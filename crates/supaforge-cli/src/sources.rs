//! Collaborators selected from command-line flags.

use async_trait::async_trait;
use std::path::PathBuf;
use supaforge_adapter_pg::{JsonFileDiscovery, PgConfigStore, PgDiscovery};
use supaforge_core::{DiscoveryConfig, DiscoveryDocument};
use supaforge_provision::{ProvisionState, StatementSet};
use supaforge_runtime::{DiscoveryProvider, ExecutionReport, NoExecutor, SqlExecutor};

pub enum Discovery {
    Database(PgDiscovery),
    File(JsonFileDiscovery),
}

impl Discovery {
    /// A saved document wins over a live connection.
    pub async fn open(
        file: Option<PathBuf>,
        database_url: Option<&str>,
        config: &DiscoveryConfig,
    ) -> anyhow::Result<Self> {
        match (file, database_url) {
            (Some(path), _) => Ok(Discovery::File(JsonFileDiscovery::new(path))),
            (None, Some(url)) => Ok(Discovery::Database(
                PgDiscovery::connect(url, config.clone()).await?,
            )),
            (None, None) => {
                anyhow::bail!("either --discovery or --database-url (SUPAFORGE_DATABASE_URL) is required")
            }
        }
    }
}

#[async_trait]
impl DiscoveryProvider for Discovery {
    async fn discover(&self, project_ref: &str) -> anyhow::Result<DiscoveryDocument> {
        match self {
            Discovery::Database(d) => d.discover(project_ref).await,
            Discovery::File(d) => d.discover(project_ref).await,
        }
    }
}

pub enum Executor {
    Database(PgConfigStore),
    Disabled(NoExecutor),
}

impl Executor {
    pub async fn open(database_url: Option<&str>) -> anyhow::Result<Self> {
        match database_url {
            Some(url) => Ok(Executor::Database(PgConfigStore::connect(url).await?)),
            None => Ok(Executor::Disabled(NoExecutor)),
        }
    }
}

#[async_trait]
impl SqlExecutor for Executor {
    async fn execute(&self, set: &StatementSet) -> anyhow::Result<ExecutionReport> {
        match self {
            Executor::Database(e) => e.execute(set).await,
            Executor::Disabled(e) => e.execute(set).await,
        }
    }

    async fn provisioned_objects(&self) -> anyhow::Result<ProvisionState> {
        match self {
            Executor::Database(e) => e.provisioned_objects().await,
            Executor::Disabled(e) => e.provisioned_objects().await,
        }
    }
}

__WORK INSTRUCTION__.
Wherever the word "open" appears in the listing, copy the line that holds it.

__ANSWER TO THIS EXERCISE__.
    pub async fn open(
    pub async fn open(database_url: Option<&str>) -> anyhow::Result<Self> {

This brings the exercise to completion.